PSOL protocola pedido de prisão cautelar de Alexandre Ramagem no STF e PF após revelação que ele está nos EUA depois de ter sido condenado
Deputados do PSOL-RJ cobram ação imediata contra risco de evasão, revelado por reportagem que localiza o parlamentar em condomínio de luxo em Miami

Em um movimento que intensifica o escrutínio sobre a responsabilidade de autoridades envolvidas em investigações sensíveis, a bancada do PSOL-RJ no Congresso Nacional protocolou, nesta quarta-feira (19 de novembro de 2025), um pedido formal ao Supremo Tribunal Federal (STF) e à Polícia Federal (PF) solicitando a decretação de prisão cautelar do deputado federal Alexandre Ramagem (PL-RJ). A iniciativa, assinada pelos deputados Henrique Vieira, Tarcísio Motta, Chico Alencar, Talíria Petrone e Glauber Braga, surge em resposta a uma reportagem exclusiva do portal PlatôBR, que revelou a presença do parlamentar em um condomínio de luxo em North Miami, nos Estados Unidos, acompanhado de sua família
A condenação de Ramagem, fixada em 16 anos e um mês de reclusão pelo STF, decorre de sua atuação como diretor-geral da Agência Brasileira de Inteligência (ABIN) durante o governo de Jair Bolsonaro (PL). O processo, centrado na chamada “trama golpista”, imputa ao deputado crimes graves como tentativa de golpe de Estado e associação para o tráfico de drogas — este último em referência a um suposto esquema de “rachadinha” em sua equipe —, além de organização criminosa.
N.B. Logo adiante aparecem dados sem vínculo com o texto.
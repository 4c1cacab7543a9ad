pub mod engine;
pub mod error;
pub mod pricing;
pub mod quote;
pub mod repository;
pub mod schema;
pub mod session;
pub mod storage;
pub mod validator;

// Re-export commonly used types
pub use engine::{
    Completion, FlowEngine, PremiumView, SessionState, StartResult, StepView, SubmitOutcome,
};
pub use error::{FlowError, Result};
pub use pricing::{Premium, PremiumBreakdown, PricingConfig, age_years, price};
pub use quote::{Quote, QuoteManager, QuoteStatus};
pub use repository::{ChatMessage, InMemoryQuoteRepository, PostgresQuoteRepository, QuoteRepository};
pub use schema::{
    AutofillRule, BranchRule, CoverageTier, FieldKind, FieldOption, FieldSchema, FlowRegistry,
    FlowSchema, FlowSummary, QuoteBinding, StepSchema, StepType,
};
pub use session::{
    CollectedData, DraftStatus, FlowProgress, FormDraft, Session, SessionMode, StepCursor, StepData,
};
pub use storage::{Cache, DraftStore, InMemoryCache, SessionStore, StoreConfig};
pub use validator::{FieldErrors, normalize_phone_ug, validate_step};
A pena inclui, ainda, a perda do cargo público de delegado da PF, conforme previsto no Código Penal brasileiro.
De acordo com as investigações conduzidas pela PF, há indícios robustos de que Ramagem comandou um esquema de espionagem clandestina enquanto à frente da ABIN, utilizando recursos da agência para monitorar adversários políticos e alvos sensíveis. Ademais, arquivos recuperados de seu e-mail pessoal continham orientações direcionadas a Bolsonaro sobre estratégias para questionar a integridade das urnas eletrônicas, no contexto das eleições de 2022. Esses elementos foram pivotalmente analisados pelo relator do caso no STF, ministro Alexandre de Moraes, que, em setembro de 2025, proferiu a sentença condenatória.